## Directions for this task
Present an exact copy of each line below.

## The data
• • • •

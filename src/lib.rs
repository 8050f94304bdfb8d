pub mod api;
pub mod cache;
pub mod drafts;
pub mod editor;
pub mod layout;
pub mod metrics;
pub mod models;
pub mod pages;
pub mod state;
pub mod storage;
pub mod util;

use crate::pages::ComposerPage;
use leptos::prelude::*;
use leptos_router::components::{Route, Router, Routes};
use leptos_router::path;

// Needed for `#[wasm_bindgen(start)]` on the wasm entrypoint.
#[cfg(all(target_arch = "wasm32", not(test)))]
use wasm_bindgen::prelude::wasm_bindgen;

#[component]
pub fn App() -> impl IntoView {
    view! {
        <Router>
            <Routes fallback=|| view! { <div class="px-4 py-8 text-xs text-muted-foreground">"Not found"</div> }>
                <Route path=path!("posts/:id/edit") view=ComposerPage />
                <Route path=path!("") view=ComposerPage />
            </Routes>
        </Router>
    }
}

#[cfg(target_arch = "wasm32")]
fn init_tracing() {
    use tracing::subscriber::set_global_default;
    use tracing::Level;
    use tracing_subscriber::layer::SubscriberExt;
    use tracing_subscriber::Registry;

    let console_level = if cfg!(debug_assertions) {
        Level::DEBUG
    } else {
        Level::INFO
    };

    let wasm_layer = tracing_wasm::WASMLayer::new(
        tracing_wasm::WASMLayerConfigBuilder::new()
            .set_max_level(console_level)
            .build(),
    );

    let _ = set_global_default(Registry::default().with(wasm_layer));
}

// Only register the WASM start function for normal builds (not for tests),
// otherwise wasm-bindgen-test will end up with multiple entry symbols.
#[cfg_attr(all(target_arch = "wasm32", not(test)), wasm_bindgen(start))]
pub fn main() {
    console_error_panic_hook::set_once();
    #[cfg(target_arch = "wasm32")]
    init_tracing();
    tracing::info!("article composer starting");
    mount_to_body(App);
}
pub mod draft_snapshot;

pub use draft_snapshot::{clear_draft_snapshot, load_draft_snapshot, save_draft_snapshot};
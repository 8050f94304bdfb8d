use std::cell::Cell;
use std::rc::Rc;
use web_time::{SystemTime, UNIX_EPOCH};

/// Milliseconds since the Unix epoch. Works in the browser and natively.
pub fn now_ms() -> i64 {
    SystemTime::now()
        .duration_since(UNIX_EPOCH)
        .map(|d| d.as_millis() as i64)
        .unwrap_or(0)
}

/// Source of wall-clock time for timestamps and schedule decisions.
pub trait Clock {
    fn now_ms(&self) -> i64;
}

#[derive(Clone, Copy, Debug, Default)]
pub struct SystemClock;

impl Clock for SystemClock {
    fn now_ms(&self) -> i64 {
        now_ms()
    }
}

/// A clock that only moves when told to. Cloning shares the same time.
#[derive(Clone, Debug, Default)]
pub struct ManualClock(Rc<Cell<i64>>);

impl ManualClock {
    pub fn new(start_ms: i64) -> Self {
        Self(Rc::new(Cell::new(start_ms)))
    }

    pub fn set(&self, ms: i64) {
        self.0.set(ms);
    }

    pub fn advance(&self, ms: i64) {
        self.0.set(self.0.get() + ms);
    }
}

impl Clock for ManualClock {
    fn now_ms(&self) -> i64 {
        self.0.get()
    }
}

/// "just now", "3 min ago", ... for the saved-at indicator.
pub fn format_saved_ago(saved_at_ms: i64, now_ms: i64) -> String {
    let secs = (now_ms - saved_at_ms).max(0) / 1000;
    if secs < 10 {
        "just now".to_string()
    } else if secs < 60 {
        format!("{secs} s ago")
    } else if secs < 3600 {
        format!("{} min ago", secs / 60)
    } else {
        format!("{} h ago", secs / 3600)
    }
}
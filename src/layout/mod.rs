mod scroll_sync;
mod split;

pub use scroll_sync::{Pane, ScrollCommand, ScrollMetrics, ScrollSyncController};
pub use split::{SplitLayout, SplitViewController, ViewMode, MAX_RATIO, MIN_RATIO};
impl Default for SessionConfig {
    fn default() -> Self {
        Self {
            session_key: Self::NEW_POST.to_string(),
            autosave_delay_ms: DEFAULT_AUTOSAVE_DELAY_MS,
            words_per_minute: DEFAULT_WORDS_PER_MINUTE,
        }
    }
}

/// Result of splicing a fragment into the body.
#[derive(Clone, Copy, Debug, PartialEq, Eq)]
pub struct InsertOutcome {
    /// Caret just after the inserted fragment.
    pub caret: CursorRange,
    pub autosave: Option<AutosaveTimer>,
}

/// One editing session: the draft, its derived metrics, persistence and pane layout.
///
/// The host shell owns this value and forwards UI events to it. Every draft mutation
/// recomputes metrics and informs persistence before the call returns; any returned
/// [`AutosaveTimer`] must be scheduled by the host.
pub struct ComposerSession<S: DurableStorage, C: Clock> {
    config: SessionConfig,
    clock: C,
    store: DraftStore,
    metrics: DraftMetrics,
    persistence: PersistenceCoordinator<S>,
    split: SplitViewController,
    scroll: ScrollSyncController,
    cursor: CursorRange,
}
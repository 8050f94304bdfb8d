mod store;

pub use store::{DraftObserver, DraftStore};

• • • •

## Finished task
filename src/lib.rs
repository 8050f94304bdfb8d
pub mod api;
pub mod cache;
pub mod drafts;
pub mod editor;
pub mod layout;
pub mod metrics;
pub mod models;
pub mod pages;
pub mod state;
pub mod storage;
pub mod util;

use crate::pages::ComposerPage;
use leptos::prelude::*;
use leptos_router::components::{Route, Router, Routes};
use leptos_router::path;

// Needed for `#[wasm_bindgen(start)]` on the wasm entrypoint.
#[cfg(all(target_arch = "wasm32", not(test)))]
use wasm_bindgen::prelude::wasm_bindgen;

#[component]
pub fn App() -> impl IntoView {
    view! {
        <Router>
            <Routes fallback=|| view! { <div class="px-4 py-8 text-xs text-muted-foreground">"Not found"</div> }>
                <Route path=path!("posts/:id/edit") view=ComposerPage />
                <Route path=path!("") view=ComposerPage />
            </Routes>
        </Router>
    }
}

#[cfg(target_arch = "wasm32")]
fn init_tracing() {
    use tracing::subscriber::set_global_default;
    use tracing::Level;
    use tracing_subscriber::layer::SubscriberExt;
    use tracing_subscriber::Registry;

    let console_level = if cfg!(debug_assertions) {
        Level::DEBUG
    } else {
        Level::INFO
    };

    let wasm_layer = tracing_wasm::WASMLayer::new(
        tracing_wasm::WASMLayerConfigBuilder::new()
            .set_max_level(console_level)
            .build(),
    );

    let _ = set_global_default(Registry::default().with(wasm_layer));
}

// Only register the WASM start function for normal builds (not for tests),
// otherwise wasm-bindgen-test will end up with multiple entry symbols.
#[cfg_attr(all(target_arch = "wasm32", not(test)), wasm_bindgen(start))]
pub fn main() {
    console_error_panic_hook::set_once();
    #[cfg(target_arch = "wasm32")]
    init_tracing();
    tracing::info!("article composer starting");
    mount_to_body(App);
}
pub mod draft_snapshot;

pub use draft_snapshot::{clear_draft_snapshot, load_draft_snapshot, save_draft_snapshot};
repository 8050f94304bdfb8d
use std::cell::Cell;
use std::rc::Rc;
use web_time::{SystemTime, UNIX_EPOCH};

/// Milliseconds since the Unix epoch. Works in the browser and natively.
pub fn now_ms() -> i64 {
    SystemTime::now()
        .duration_since(UNIX_EPOCH)
        .map(|d| d.as_millis() as i64)
        .unwrap_or(0)
}

/// Source of wall-clock time for timestamps and schedule decisions.
pub trait Clock {
    fn now_ms(&self) -> i64;
}

#[derive(Clone, Copy, Debug, Default)]
pub struct SystemClock;

impl Clock for SystemClock {
    fn now_ms(&self) -> i64 {
        now_ms()
    }
}

/// A clock that only moves when told to. Cloning shares the same time.
#[derive(Clone, Debug, Default)]
pub struct ManualClock(Rc<Cell<i64>>);

impl ManualClock {
    pub fn new(start_ms: i64) -> Self {
        Self(Rc::new(Cell::new(start_ms)))
    }

    pub fn set(&self, ms: i64) {
        self.0.set(ms);
    }

    pub fn advance(&self, ms: i64) {
        self.0.set(self.0.get() + ms);
    }
}

impl Clock for ManualClock {
    fn now_ms(&self) -> i64 {
        self.0.get()
    }
}

/// "just now", "3 min ago", ... for the saved-at indicator.
pub fn format_saved_ago(saved_at_ms: i64, now_ms: i64) -> String {
    let secs = (now_ms - saved_at_ms).max(0) / 1000;
    if secs < 10 {
        "just now".to_string()
    } else if secs < 60 {
        format!("{secs} s ago")
    } else if secs < 3600 {
        format!("{} min ago", secs / 60)
    } else {
        format!("{} h ago", secs / 3600)
    }
}
filename src/layout/mod.rs
mod scroll_sync;
mod split;

pub use scroll_sync::{Pane, ScrollCommand, ScrollMetrics, ScrollSyncController};
pub use split::{SplitLayout, SplitViewController, ViewMode, MAX_RATIO, MIN_RATIO};
impl Default for SessionConfig {
    fn default() -> Self {
        Self {
            session_key: Self::NEW_POST.to_string(),
            autosave_delay_ms: DEFAULT_AUTOSAVE_DELAY_MS,
            words_per_minute: DEFAULT_WORDS_PER_MINUTE,
        }
    }
}

/// Result of splicing a fragment into the body.
#[derive(Clone, Copy, Debug, PartialEq, Eq)]
pub struct InsertOutcome {
    /// Caret just after the inserted fragment.
    pub caret: CursorRange,
    pub autosave: Option<AutosaveTimer>,
}

/// One editing session: the draft, its derived metrics, persistence and pane layout.
///
/// The host shell owns this value and forwards UI events to it. Every draft mutation
/// recomputes metrics and informs persistence before the call returns; any returned
/// [`AutosaveTimer`] must be scheduled by the host.
pub struct ComposerSession<S: DurableStorage, C: Clock> {
    config: SessionConfig,
    clock: C,
    store: DraftStore,
    metrics: DraftMetrics,
    persistence: PersistenceCoordinator<S>,
    split: SplitViewController,
    scroll: ScrollSyncController,
    cursor: CursorRange,
}
repository 8050f94304bdfb8d
mod store;

pub use store::{DraftObserver, DraftStore};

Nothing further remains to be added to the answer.